**WHAT TO PRODUCE:**
Every line below should be repeated exactly.

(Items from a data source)
════════════════
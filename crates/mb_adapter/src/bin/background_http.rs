#![forbid(unsafe_code)]

use std::sync::Arc;

use mb_adapter::{bind_addr_from_env, router, AdapterRuntime};
use tracing::{info, warn};
use tracing_subscriber::layer::SubscriberExt;
use tracing_subscriber::util::SubscriberInitExt;
use tracing_subscriber::EnvFilter;

#[tokio::main]
async fn main() -> Result<(), Box<dyn std::error::Error>> {
    let filter = EnvFilter::try_from_default_env().unwrap_or_else(|_| EnvFilter::new("info"));
    tracing_subscriber::registry()
        .with(filter)
        .with(tracing_subscriber::fmt::layer().with_target(false))
        .init();

    let addr = bind_addr_from_env()?;
    let runtime = Arc::new(AdapterRuntime::default_from_env());
    let app = router(runtime);

    let listener = tokio::net::TcpListener::bind(addr).await?;
    info!(%addr, "mb_background_http listening");
    axum::serve(listener, app)
        .with_graceful_shutdown(async {
            if let Err(err) = tokio::signal::ctrl_c().await {
                warn!(error = %err, "ctrl-c handler unavailable, serving until killed");
                std::future::pending::<()>().await;
            }
        })
        .await?;
    info!("mb_background_http stopped");
    Ok(())
}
════════════════
**REPLY:**
filename crates/mb_adapter/src/bin/background_http.rs
#![forbid(unsafe_code)]

use std::sync::Arc;

use mb_adapter::{bind_addr_from_env, router, AdapterRuntime};
use tracing::{info, warn};
use tracing_subscriber::layer::SubscriberExt;
use tracing_subscriber::util::SubscriberInitExt;
use tracing_subscriber::EnvFilter;

#[tokio::main]
async fn main() -> Result<(), Box<dyn std::error::Error>> {
    let filter = EnvFilter::try_from_default_env().unwrap_or_else(|_| EnvFilter::new("info"));
    tracing_subscriber::registry()
        .with(filter)
        .with(tracing_subscriber::fmt::layer().with_target(false))
        .init();

    let addr = bind_addr_from_env()?;
    let runtime = Arc::new(AdapterRuntime::default_from_env());
    let app = router(runtime);

    let listener = tokio::net::TcpListener::bind(addr).await?;
    info!(%addr, "mb_background_http listening");
    axum::serve(listener, app)
        .with_graceful_shutdown(async {
            if let Err(err) = tokio::signal::ctrl_c().await {
                warn!(error = %err, "ctrl-c handler unavailable, serving until killed");
                std::future::pending::<()>().await;
            }
        })
        .await?;
    info!("mb_background_http stopped");
    Ok(())
}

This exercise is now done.